Whilst I am not an epidemiologist, I talk to a lot of people in clinical trials every day (you know what I do). Right at the start of the Pandemic I was told that the most likely outcome from all this was that the virus would mutate and get weaker over time, with us all eventually being infected and re-infected numerous times over the course of our lifetimes. The challenge was seeing out the period of time that it took for this to happen. We've all had the Spanish flu apparently- it now gives you the sniffles instead of killing you.
Sure - that theory has been widely discussed and I’ve heard/read it many times.
It’s not linear though, which was the question asked by [MENTION=236]Papa Lazarou[/MENTION]. Without going away to check it feels like Alpha caused more bad outcomes than the vanilla Wuhan variant and then, in turn, Delta was another step in the wrong direction. If that was the case, we've already witnessed that it's not a general trickling down of severity from variant to variant.

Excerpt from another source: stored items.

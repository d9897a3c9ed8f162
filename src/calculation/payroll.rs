//! Payroll breakdown calculation.
//!
//! Computes the full itemized pay for one employee over one calendar
//! month: base salary by salary model, leave pay, absence fines,
//! allowances, insurance deduction and net salary.
//!
//! Malformed inputs (missing salary amounts, zero-day policies) degrade to
//! zero contributions instead of raising errors: payroll should produce an
//! auditable wrong number, never crash on bad configuration.

use rust_decimal::Decimal;

use crate::models::{
    AllowanceFrequency, Employee, InsuranceBase, MonthStats, PayrollDetail, PayrollPolicy, Project,
    SalaryType,
};

use super::commission::{commission_total, completed_case_count};

/// Computes the itemized pay breakdown for one employee.
///
/// Steps are performed in a fixed order, each depending on the prior:
/// base salary, leave pay and absence fine, allowances, gross income,
/// insurance deduction, net salary.
///
/// Leave pay, absence fines and the insurance deduction apply only to
/// monthly-salaried staff. Daily and product-paid staff have no paid-leave
/// or fine concept in this pay model; whether daily workers should accrue
/// leave is a policy decision owned by the office, deliberately not
/// changed here.
///
/// # Example
///
/// ```
/// use cadastral_engine::calculation::compute_payroll;
/// use cadastral_engine::models::{
///     Employee, InsuranceBase, MonthStats, PayrollPolicy, SalaryType,
/// };
/// use rust_decimal::Decimal;
///
/// let employee = Employee {
///     id: "emp_001".to_string(),
///     name: "Tran Van A".to_string(),
///     salary_type: SalaryType::Monthly,
///     salary_monthly: Some(Decimal::from(10_000_000)),
///     salary_daily: None,
///     allowances: vec![],
/// };
/// let stats = MonthStats {
///     actual_work_days: 26,
///     paid_leave_days: 0,
///     absence_days: 0,
///     holiday_days: 0,
/// };
/// let policy = PayrollPolicy {
///     standard_work_days: 26,
///     leave_pay_percent: Decimal::from(100),
///     absence_fine: Decimal::from(200_000),
///     insurance_percent: Decimal::new(105, 1),
///     insurance_base: InsuranceBase::Basic,
/// };
///
/// let detail = compute_payroll(&employee, &stats, &policy, &[]);
/// assert_eq!(detail.base_salary, Decimal::from(10_000_000));
/// assert_eq!(detail.insurance_deduction, Decimal::from(1_050_000));
/// assert_eq!(detail.net_salary, Decimal::from(8_950_000));
/// ```
pub fn compute_payroll(
    employee: &Employee,
    stats: &MonthStats,
    policy: &PayrollPolicy,
    projects: &[Project],
) -> PayrollDetail {
    let worked_days = Decimal::from(stats.actual_work_days);

    // 1. Base salary and the daily rate later steps derive from.
    let (base_salary, daily_rate) = match employee.salary_type {
        SalaryType::Monthly => {
            let monthly = employee.salary_monthly.unwrap_or(Decimal::ZERO);
            let daily_rate = if policy.standard_work_days == 0 {
                Decimal::ZERO
            } else {
                monthly / Decimal::from(policy.standard_work_days)
            };
            (daily_rate * worked_days, daily_rate)
        }
        SalaryType::Daily => {
            let daily_rate = employee.salary_daily.unwrap_or(Decimal::ZERO);
            (daily_rate * worked_days, daily_rate)
        }
        SalaryType::Product => (commission_total(projects, &employee.id), Decimal::ZERO),
    };

    // 2. Leave pay and absence fine: monthly staff only.
    let (leave_pay, absence_fine) = if employee.salary_type == SalaryType::Monthly {
        (
            daily_rate * Decimal::from(stats.paid_leave_days) * policy.leave_pay_percent
                / Decimal::ONE_HUNDRED,
            Decimal::from(stats.absence_days) * policy.absence_fine,
        )
    } else {
        (Decimal::ZERO, Decimal::ZERO)
    };

    // 3. Allowances.
    let completed_cases = completed_case_count(projects, &employee.id);
    let allowance_total: Decimal = employee
        .allowances
        .iter()
        .map(|allowance| match allowance.frequency {
            AllowanceFrequency::Monthly => allowance.amount,
            AllowanceFrequency::Daily => allowance.amount * worked_days,
            AllowanceFrequency::PerCase => allowance.amount * Decimal::from(completed_cases),
        })
        .sum();

    // 4. Gross income.
    let gross_income = base_salary + leave_pay + allowance_total - absence_fine;

    // 5. Insurance deduction: monthly staff only.
    let insurance_deduction = if employee.salary_type == SalaryType::Monthly {
        let deduction_base = match policy.insurance_base {
            InsuranceBase::Basic => employee.salary_monthly.unwrap_or(Decimal::ZERO),
            InsuranceBase::Total => gross_income,
        };
        deduction_base * policy.insurance_percent / Decimal::ONE_HUNDRED
    } else {
        Decimal::ZERO
    };

    // 6. Net salary.
    let net_salary = gross_income - insurance_deduction;

    PayrollDetail {
        employee_id: employee.id.clone(),
        employee_name: employee.name.clone(),
        actual_work_days: stats.actual_work_days,
        base_salary,
        allowance_total,
        leave_pay,
        absence_fine,
        insurance_deduction,
        gross_income,
        net_salary,
    }
}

Ultimately a virus variant “wins” over other variants by being more transmissible and out-competing them, so it feels like (to this layman, anyway) the ideal scenario is to have a highly transmissible variant that causes almost no illness at all. This seems to be, broadly, what we're hoping for with Omicron, but I'm not sure there's any biological guarantee that another variant won't come along that is both more transmissible AND causes more severe illness.